Neuromodulatory control of cerebellar non-motor functions in mouse models of autism

  • Awarded: 2021
  • Award Type: Bridge to Independence
  • Award #: 550991

Autism spectrum disorder (ASD) can arise from a multitude of genetic and environmental factors and span a wide range of features, including difficulties in social interactions, restricted interests, repetitive behaviors, cognitive and motor challenges. These complex traits are thought to reflect differences in the way people with autism respond to sensory signals.

In the nervous system, alterations in sensory processing can originate at multiple stages, ranging from detecting, transforming and integrating to interpreting sensory information. Individuals with ASD often show differences in the activity of brain areas that integrate multisensory information in order to control diverse motor and cognitive-affective functions. One such structure is the cerebellum. To identify and selectively manipulate the brain circuits that allow the cerebellum to regulate such diverse functions, animal models of the condition are required.

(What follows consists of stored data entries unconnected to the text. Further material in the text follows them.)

//! WebSocket connector
//!
//! Each channel instance is one tokio task: connect, report `Opened`, then
//! relay inbound text frames as `Message` events and outbound frames from
//! the handle's queue until either side closes. The task always finishes
//! with exactly one `Closed` event.

use futures_util::{SinkExt, StreamExt};
use tokio::runtime::Handle;
use tokio_tungstenite::connect_async;
use tokio_tungstenite::tungstenite::Message;
use tracing::{debug, info, warn};

use crate::session::channel::{
    ChannelEvent, ChannelHandle, ChannelSender, Connector, OpenRequest, Outbound, OutboundReceiver,
};
use crate::session::Result;

/// Connector backed by tokio-tungstenite, running on a caller-provided runtime
#[derive(Debug, Clone)]
pub struct WebSocketConnector {
    runtime: Handle,
}

impl WebSocketConnector {
    pub fn new(runtime: Handle) -> Self {
        Self { runtime }
    }
}

impl Connector for WebSocketConnector {
    fn open(&mut self, request: OpenRequest, events: ChannelSender) -> Result<ChannelHandle> {
        let (handle, outbound) = ChannelHandle::pair(request.channel);
        info!(channel = %request.channel, url = %request.url, "opening channel");
        self.runtime.spawn(run_channel(request, events, outbound));
        Ok(handle)
    }
}

async fn run_channel(request: OpenRequest, events: ChannelSender, mut outbound: OutboundReceiver) {
    let channel = request.channel;

    let (mut ws, _) = match connect_async(request.url.as_str()).await {
        Ok(value) => value,
        Err(err) => {
            warn!(%channel, "channel open failed: {err}");
            let _ = events.send(ChannelEvent::Error {
                channel,
                description: format!("Failed to connect to {}: {}", request.url, err),
            });
            let _ = events.send(ChannelEvent::Closed {
                channel,
                reason: Some("connection failed".to_string()),
            });
            return;
        }
    };

    if events.send(ChannelEvent::Opened { channel }).is_err() {
        // Session is gone; nobody is listening
        let _ = ws.close(None).await;
        return;
    }

    let reason = loop {
        tokio::select! {
            frame = ws.next() => match frame {
                Some(Ok(Message::Text(text))) => {
                    if events.send(ChannelEvent::Message { channel, raw: text }).is_err() {
                        let _ = ws.close(None).await;
                        break None;
                    }
                }
                Some(Ok(Message::Close(frame))) => {
                    break frame.map(|f| f.reason.to_string()).filter(|r| !r.is_empty());
                }
                Some(Ok(_)) => {}
                Some(Err(err)) => {
                    warn!(%channel, "channel error: {err}");
                    let _ = events.send(ChannelEvent::Error {
                        channel,
                        description: err.to_string(),
                    });
                    break None;
                }
                None => break None,
            },
            next = outbound.recv() => match next {
                Some(Outbound::Text(text)) => {
                    if let Err(err) = ws.send(Message::Text(text)).await {
                        warn!(%channel, "send failed: {err}");
                        let _ = events.send(ChannelEvent::Error {
                            channel,
                            description: format!("Send failed: {}", err),
                        });
                        break None;
                    }
                }
                Some(Outbound::Close) | None => {
                    let _ = ws.close(None).await;
                    break Some("closed by client".to_string());
                }
            },
        }
    };

    debug!(%channel, ?reason, "channel finished");
    let _ = events.send(ChannelEvent::Closed { channel, reason });
}
//! Channel plumbing
//!
//! A channel instance is opened by a `Connector` and reports back through
//! `ChannelEvent`s on a `std::sync::mpsc` channel, which the UI thread
//! drains between frames. Outbound traffic goes the other way through the
//! `ChannelHandle`.
//!
//! Every instance carries its own `ChannelId`. Ids are never reused within
//! one session, so events from a replaced instance can be recognised and
//! dropped.

use std::fmt;
use std::sync::mpsc;

use url::Url;

use crate::session::role::Role;
use crate::session::{ChannelError, Result};

/// Query parameter carrying the role on the open request
pub const ROLE_PARAM: &str = "role";

/// Channel sender for channel events
pub type ChannelSender = mpsc::Sender<ChannelEvent>;
/// Channel receiver for channel events
pub type ChannelReceiver = mpsc::Receiver<ChannelEvent>;

/// Receiving half of a handle's outbound queue (owned by the I/O task)
pub type OutboundReceiver = tokio::sync::mpsc::UnboundedReceiver<Outbound>;

/// Channel instance identifier
#[derive(Debug, Clone, Copy, PartialEq, Eq, PartialOrd, Ord, Hash)]
pub struct ChannelId(pub u64);

impl ChannelId {
    pub fn next(self) -> ChannelId {
        ChannelId(self.0 + 1)
    }
}

impl fmt::Display for ChannelId {
    fn fmt(&self, f: &mut fmt::Formatter<'_>) -> fmt::Result {
        write!(f, "#{}", self.0)
    }
}

/// Event sent from a channel instance to the UI thread
#[derive(Debug, Clone, PartialEq, Eq)]
pub enum ChannelEvent {
    /// Handshake completed
    Opened { channel: ChannelId },
    /// One inbound text frame, undecoded
    Message { channel: ChannelId, raw: String },
    /// Channel closed (by either side, or after a failed open)
    Closed {
        channel: ChannelId,
        reason: Option<String>,
    },
    /// Transport error; a `Closed` may or may not follow
    Error {
        channel: ChannelId,
        description: String,
    },
}

impl ChannelEvent {
    /// Get the channel instance this event belongs to
    pub fn channel(&self) -> ChannelId {
        match self {
            ChannelEvent::Opened { channel } => *channel,
            ChannelEvent::Message { channel, .. } => *channel,
            ChannelEvent::Closed { channel, .. } => *channel,
            ChannelEvent::Error { channel, .. } => *channel,
        }
    }

    /// Check if this is a terminal event (no further events from the instance)
    pub fn is_terminal(&self) -> bool {
        matches!(self, ChannelEvent::Closed { .. })
    }
}

/// Frame queued for the I/O task
#[derive(Debug, Clone, PartialEq, Eq)]
pub enum Outbound {
    Text(String),
    Close,
}

/// Parameters of one open attempt
#[derive(Debug, Clone, PartialEq, Eq)]
pub struct OpenRequest {
    pub channel: ChannelId,
    pub role: Role,
    /// Endpoint with the role query parameter applied
    pub url: Url,
}

impl OpenRequest {
    /// Build the open request for `endpoint`, replacing any role parameter
    /// already present in it
    pub fn new(channel: ChannelId, endpoint: &str, role: Role) -> Result<OpenRequest> {
        let mut url = Url::parse(endpoint).map_err(|e| ChannelError::InvalidEndpoint {
            endpoint: endpoint.to_string(),
            reason: e.to_string(),
        })?;

        if !matches!(url.scheme(), "ws" | "wss") {
            return Err(ChannelError::UnsupportedScheme(url.scheme().to_string()));
        }

        let kept: Vec<(String, String)> = url
            .query_pairs()
            .filter(|(k, _)| k != ROLE_PARAM)
            .map(|(k, v)| (k.into_owned(), v.into_owned()))
            .collect();
        url.query_pairs_mut()
            .clear()
            .extend_pairs(kept)
            .append_pair(ROLE_PARAM, role.as_str());

        Ok(OpenRequest { channel, role, url })
    }

    /// Role carried by the URL (what the remote side will observe)
    pub fn role_param(&self) -> Option<String> {
        self.url
            .query_pairs()
            .find(|(k, _)| k == ROLE_PARAM)
            .map(|(_, v)| v.into_owned())
    }
}

/// Sending side of an open channel instance
#[derive(Debug)]
pub struct ChannelHandle {
    id: ChannelId,
    outbound: tokio::sync::mpsc::UnboundedSender<Outbound>,
}

impl ChannelHandle {
    /// Create a handle plus the outbound queue its I/O task drains
    pub fn pair(id: ChannelId) -> (ChannelHandle, OutboundReceiver) {
        let (outbound, rx) = tokio::sync::mpsc::unbounded_channel();
        (ChannelHandle { id, outbound }, rx)
    }

    pub fn id(&self) -> ChannelId {
        self.id
    }

    /// Queue one raw text frame
    pub fn send_text(&self, text: &str) -> Result<()> {
        self.outbound
            .send(Outbound::Text(text.to_string()))
            .map_err(|_| ChannelError::Gone(self.id))
    }

    /// Ask the I/O task to close the socket. Consumes the handle; dropping
    /// the queue also ends the task if the close frame cannot be queued.
    pub fn close(self) {
        let _ = self.outbound.send(Outbound::Close);
    }

    pub fn is_closed(&self) -> bool {
        self.outbound.is_closed()
    }
}

/// Opens channel instances
///
/// `open` must not block: the outcome is reported later through `events`
/// as `Opened`, or `Error`/`Closed`. An `Err` return means the attempt was
/// rejected before any I/O started.
pub trait Connector {
    fn open(&mut self, request: OpenRequest, events: ChannelSender) -> Result<ChannelHandle>;
}

impl<C: Connector + ?Sized> Connector for Box<C> {
    fn open(&mut self, request: OpenRequest, events: ChannelSender) -> Result<ChannelHandle> {
        (**self).open(request, events)
    }
}

#[cfg(test)]
mod tests {
    use super::*;

    #[test]
    fn test_open_request_appends_role() {
        let req = OpenRequest::new(ChannelId(1), "ws://localhost:8000/ws/chatops", Role::Manager)
            .unwrap();
        assert_eq!(req.url.as_str(), "ws://localhost:8000/ws/chatops?role=manager");
        assert_eq!(req.role_param().as_deref(), Some("manager"));
    }

    #[test]
    fn test_open_request_replaces_existing_role() {
        let req = OpenRequest::new(
            ChannelId(2),
            "wss://gw.example.com/ws/chatops?token=abc&role=client",
            Role::Manager,
        )
        .unwrap();
        assert_eq!(req.role_param().as_deref(), Some("manager"));
        assert_eq!(req.url.query_pairs().filter(|(k, _)| k == "role").count(), 1);
        assert!(req.url.query_pairs().any(|(k, v)| k == "token" && v == "abc"));
    }

    #[test]
    fn test_open_request_rejects_bad_endpoints() {
        assert!(matches!(
            OpenRequest::new(ChannelId(1), "not a url", Role::Client),
            Err(ChannelError::InvalidEndpoint { .. })
        ));
        assert!(matches!(
            OpenRequest::new(ChannelId(1), "http://localhost:8000/ws", Role::Client),
            Err(ChannelError::UnsupportedScheme(_))
        ));
    }

    #[test]
    fn test_handle_queues_frames() {
        let (handle, mut rx) = ChannelHandle::pair(ChannelId(7));
        handle.send_text("status").unwrap();
        handle.close();
        assert_eq!(rx.try_recv().unwrap(), Outbound::Text("status".to_string()));
        assert_eq!(rx.try_recv().unwrap(), Outbound::Close);
    }

    #[test]
    fn test_send_after_task_gone_fails() {
        let (handle, rx) = ChannelHandle::pair(ChannelId(3));
        drop(rx);
        assert!(handle.is_closed());
        assert!(matches!(
            handle.send_text("x"),
            Err(ChannelError::Gone(ChannelId(3)))
        ));
    }

    #[test]
    fn test_event_channel_and_terminal() {
        let id = ChannelId(4);
        assert_eq!(ChannelEvent::Opened { channel: id }.channel(), id);
        assert!(ChannelEvent::Closed {
            channel: id,
            reason: None
        }
        .is_terminal());
        assert!(!ChannelEvent::Error {
            channel: id,
            description: "boom".to_string()
        }
        .is_terminal());
    }
}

Several findings have challenged the tenet that the cerebellum consists of repetitive stereotypically organized microcircuits. Rather, the cerebellum displays remarkable region-specific heterogeneity in cellular composition, local connectivity and neuromodulatory input. However, it remains unclear how this heterogeneity translates into regional differences in sensory integration, cerebellar output to other brain areas and sensitivity to context-specific neuromodulators on cerebellar function.

The cerebellum receives surprisingly rich neuromodulatory input involved in arousal, autonomic functions, metabolic state and social behaviors. Many of these functions are affected in individuals with ASD, especially those with cerebellar changes.

The overall goal of Stephanie Rudolph’s lab is to use a combination of mouse genetics, electrophysiology, viral tracing and behavioral testing to investigate the role of neuromodulators on cerebellar function and behavior. The focus of their research is on the role of two highly conserved neuromodulators: vasopressin and oxytocin. These neuromodulators regulate inhibitory tone and sensory processing in the cerebellum. They also coordinate behaviors such as aggression, social interaction and fine motor coordination, which are often atypical in neurodevelopmental conditions.

In the current project, Rudolph’s team aims to manipulate neuromodulatory input in genetic mouse models of ASD that have known deficits in cerebellar function (including Ube3, Fmr1 and Shank2 mutants) with the goal of rescuing behavioral changes. Such findings will help to identity potential new therapeutic avenues to regulate social and emotional behaviors and improve cognitive function in ASD.